CARIATI - Settecentocinquantamila euro per ridisegnare il futuro del porto di Cariati. Con decreto della Regione Calabria del 1° marzo 2026 il progetto presentato dal Comune è stato ammesso a finanziamento, sbloccando risorse destinate alla riqualificazione e al potenziamento dell’infrastruttura portuale.
Un intervento che punta a modernizzare l’area e a rafforzare il comparto della pesca locale, considerato uno dei pilastri dell’economia cittadina.
Il sindaco Cataldo Minò rivendica il risultato: «Questo finanziamento rappresenta un risultato concreto per Cariati e per il nostro porto. È la dimostrazione che, quando si lavora con competenza e nell’interesse della comunità, i risultati arrivano. Investire sul porto significa investire sul presente e sul futuro della nostra città».
Sulla stessa linea l’assessore ai Lavori pubblici Francesco Cicciù: «Interveniamo su un’infrastruttura fondamentale per la nostra identità e per l’economia locale, migliorando sicurezza, servizi e sostenibilità. Con questi lavori il porto diventerà più funzionale e moderno». Il delegato alla Pesca Gabriele Alterino evidenzia invece l’impatto diretto sul comparto ittico: «Miglioreremo le condizioni di lavoro dei pescatori, ridurremo l’impatto ambientale grazie a sistemi più efficienti e tecnologie moderne e rafforzeremo il settore locale».
Gli interventi previsti comprendono la pavimentazione delle aree portuali, l’adeguamento della recinzione, nuove catenarie per i servizi alle imbarcazioni, un sistema di videosorveglianza, un impianto fotovoltaico e un nuovo impianto di illuminazione a basso consumo energetico.

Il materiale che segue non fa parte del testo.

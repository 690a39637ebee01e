use serde::Deserialize;
use std::time::Duration;

/// Main configuration structure for Listing-Ripple
#[derive(Debug, Clone, Deserialize)]
pub struct Config {
    #[serde(default)]
    pub search: SearchConfig,
    #[serde(default)]
    pub crawler: CrawlerConfig,
    #[serde(default)]
    pub site: SiteConfig,
    pub output: OutputConfig,
}

/// What to search for
///
/// Both fields are required by validation. They default to empty here so the
/// CLI can supply them when the file leaves them out.
#[derive(Debug, Clone, Default, Deserialize)]
pub struct SearchConfig {
    /// Free-text search query (e.g. "Restaurants")
    #[serde(rename = "search-query", default)]
    pub search_query: String,

    /// Location the search is scoped to (e.g. "San Francisco, CA")
    #[serde(default)]
    pub location: String,
}

/// Crawler behavior configuration
#[derive(Debug, Clone, Deserialize)]
#[serde(rename_all = "kebab-case", default)]
pub struct CrawlerConfig {
    /// Maximum number of listing pages to enqueue
    pub max_results: u32,

    /// Whether to extract reviews from listing pages
    pub include_reviews: bool,

    /// Review containers inspected per listing
    pub max_reviews_per_business: usize,

    /// Pacing delay before each navigation (milliseconds)
    pub delay_between_requests: u64,

    /// Total attempts per request before it is abandoned
    pub max_retries: u32,

    /// Maximum number of pages processed at once
    pub max_concurrency: u32,

    /// Timeout for a single page render (seconds)
    pub navigation_timeout_secs: u64,

    /// Timeout for one whole attempt at a request (seconds)
    pub request_timeout_secs: u64,

    /// Soft timeout for the network-quiescence wait (seconds)
    pub network_idle_timeout_secs: u64,

    /// Lower bound of the human-like delay after a page settles (milliseconds)
    pub settle_jitter_min_ms: u64,

    /// Upper bound of the human-like delay after a page settles (milliseconds)
    pub settle_jitter_max_ms: u64,

    /// Base delay for exponential retry back-off (milliseconds)
    pub retry_backoff_ms: u64,

    /// Hard ceiling on requests dispatched in one run
    pub max_requests_per_crawl: Option<u32>,

    /// How pages are rendered
    pub renderer: RendererKind,

    /// Run the browser without a window (browser renderer only)
    pub headless: bool,

    /// Browser executable; searched for on the system when unset
    pub chrome_path: Option<String>,
}

/// Page rendering backend
#[derive(Debug, Clone, Copy, Default, PartialEq, Eq, Deserialize)]
#[serde(rename_all = "lowercase")]
pub enum RendererKind {
    /// Headless Chromium: executes scripts and waits for network idle
    #[default]
    Chromium,

    /// Plain HTTP GET with a browser-like header profile
    Http,
}

impl std::fmt::Display for RendererKind {
    fn fmt(&self, f: &mut std::fmt::Formatter<'_>) -> std::fmt::Result {
        match self {
            Self::Chromium => write!(f, "chromium"),
            Self::Http => write!(f, "http"),
        }
    }
}

impl Default for CrawlerConfig {
    fn default() -> Self {
        Self {
            max_results: 50,
            include_reviews: true,
            max_reviews_per_business: 5,
            delay_between_requests: 2000,
            max_retries: 3,
            max_concurrency: 2,
            navigation_timeout_secs: 60,
            request_timeout_secs: 120,
            network_idle_timeout_secs: 30,
            settle_jitter_min_ms: 1000,
            settle_jitter_max_ms: 3000,
            retry_backoff_ms: 1000,
            max_requests_per_crawl: None,
            renderer: RendererKind::default(),
            headless: true,
            chrome_path: None,
        }
    }
}

impl CrawlerConfig {
    /// Request budget for the run, defaulting to `max_results + 50`
    pub fn request_budget(&self) -> u32 {
        self.max_requests_per_crawl
            .unwrap_or_else(|| self.max_results.saturating_add(50))
    }

    pub fn pacing_delay(&self) -> Duration {
        Duration::from_millis(self.delay_between_requests)
    }

    pub fn navigation_timeout(&self) -> Duration {
        Duration::from_secs(self.navigation_timeout_secs)
    }

    pub fn request_timeout(&self) -> Duration {
        Duration::from_secs(self.request_timeout_secs)
    }

    pub fn network_idle_timeout(&self) -> Duration {
        Duration::from_secs(self.network_idle_timeout_secs)
    }
}

/// Target site configuration
#[derive(Debug, Clone, Deserialize)]
pub struct SiteConfig {
    /// Site origin; relative listing links resolve against it
    #[serde(rename = "base-url")]
    pub base_url: String,
}

impl Default for SiteConfig {
    fn default() -> Self {
        Self {
            base_url: "https://www.yelp.com".to_string(),
        }
    }
}

/// Output configuration
#[derive(Debug, Clone, Deserialize)]
pub struct OutputConfig {
    /// Path to the SQLite record store
    #[serde(rename = "database-path")]
    pub database_path: String,

    /// Optional JSON Lines mirror of every emitted record
    #[serde(rename = "jsonl-path", default)]
    pub jsonl_path: Option<String>,

    /// Optional file receiving the first search page's HTML
    #[serde(rename = "debug-html-path", default)]
    pub debug_html_path: Option<String>,
}

/// Search inputs supplied on the command line
#[derive(Debug, Clone, Default)]
pub struct SearchOverrides {
    pub search_query: Option<String>,
    pub location: Option<String>,
}

impl SearchOverrides {
    /// Replaces the configured search inputs with any provided overrides
    pub fn apply(&self, search: &mut SearchConfig) {
        if let Some(query) = &self.search_query {
            search.search_query = query.clone();
        }
        if let Some(location) = &self.location {
            search.location = location.clone();
        }
    }
}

L’obiettivo è rendere il porto più efficiente, sicuro e sostenibile, migliorando le operazioni di sbarco e lavorazione del pescato e rafforzando la competitività del settore. Il Comune seguirà ora le fasi successive fino all’avvio operativo degli interventi, con l’intenzione dichiarata di valorizzare lo scalo come infrastruttura strategica per lo sviluppo economico e sociale del territorio.